Assigned task
When the line containing "fn prop_hex_round_trip(hex in" is reached, begin reproducing lines exactly and continue through the last line of the records below.

┏━━

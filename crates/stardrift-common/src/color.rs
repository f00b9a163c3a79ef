//! RGB colors.
//!
//! Colors are stored as linear `f32` channels in `[0, 1]` and convert to and
//! from packed `0xRRGGBB` values, which is how object palettes are written.

use serde::{Deserialize, Serialize};

/// An RGB color with channels in `[0, 1]`.
#[derive(Debug, Clone, Copy, PartialEq, Serialize, Deserialize)]
pub struct Color {
    /// Red channel
    pub r: f32,
    /// Green channel
    pub g: f32,
    /// Blue channel
    pub b: f32,
}

impl Default for Color {
    fn default() -> Self {
        Self::WHITE
    }
}

impl Color {
    /// Pure white.
    pub const WHITE: Self = Self::new(1.0, 1.0, 1.0);

    /// Pure black.
    pub const BLACK: Self = Self::new(0.0, 0.0, 0.0);

    /// Creates a color from channels.
    #[must_use]
    pub const fn new(r: f32, g: f32, b: f32) -> Self {
        Self { r, g, b }
    }

    /// Creates a color from a packed `0xRRGGBB` value.
    #[must_use]
    pub fn from_hex(hex: u32) -> Self {
        let channel = |shift: u32| ((hex >> shift) & 0xff) as f32 / 255.0;
        Self::new(channel(16), channel(8), channel(0))
    }

    /// Packs the color into `0xRRGGBB`, rounding each channel.
    #[must_use]
    pub fn to_hex(self) -> u32 {
        let channel = |v: f32| (v.clamp(0.0, 1.0) * 255.0).round() as u32;
        (channel(self.r) << 16) | (channel(self.g) << 8) | channel(self.b)
    }

    /// Linear interpolation towards `other`.
    #[must_use]
    pub fn lerp(self, other: Self, t: f32) -> Self {
        Self::new(
            self.r + (other.r - self.r) * t,
            self.g + (other.g - self.g) * t,
            self.b + (other.b - self.b) * t,
        )
    }

    /// Channels as an array.
    #[must_use]
    pub const fn to_array(self) -> [f32; 3] {
        [self.r, self.g, self.b]
    }
}

impl From<u32> for Color {
    fn from(hex: u32) -> Self {
        Self::from_hex(hex)
    }
}

#[cfg(test)]
mod tests {
    use super::*;
    use proptest::prelude::*;

    #[test]
    fn test_from_hex_channels() {
        let c = Color::from_hex(0xff8000);
        assert!((c.r - 1.0).abs() < f32::EPSILON);
        assert!((c.g - 128.0 / 255.0).abs() < 1e-6);
        assert_eq!(c.b, 0.0);
    }

    #[test]
    fn test_lerp_endpoints() {
        let a = Color::BLACK;
        let b = Color::WHITE;
        assert_eq!(a.lerp(b, 0.0), a);
        assert_eq!(a.lerp(b, 1.0), b);
        let mid = a.lerp(b, 0.5);
        assert!((mid.g - 0.5).abs() < 1e-6);
    }

    #[test]
    fn test_to_hex_clamps() {
        let c = Color::new(2.0, -1.0, 0.5);
        assert_eq!(c.to_hex(), 0xff0080);
    }

    proptest! {
        #[test]
        fn prop_hex_round_trip(hex in 0u32..=0x00ff_ffff) {
            prop_assert_eq!(Color::from_hex(hex).to_hex(), hex);
        }
    }
}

┗━━

Response below
        fn prop_hex_round_trip(hex in 0u32..=0x00ff_ffff) {
            prop_assert_eq!(Color::from_hex(hex).to_hex(), hex);
        }
    }
}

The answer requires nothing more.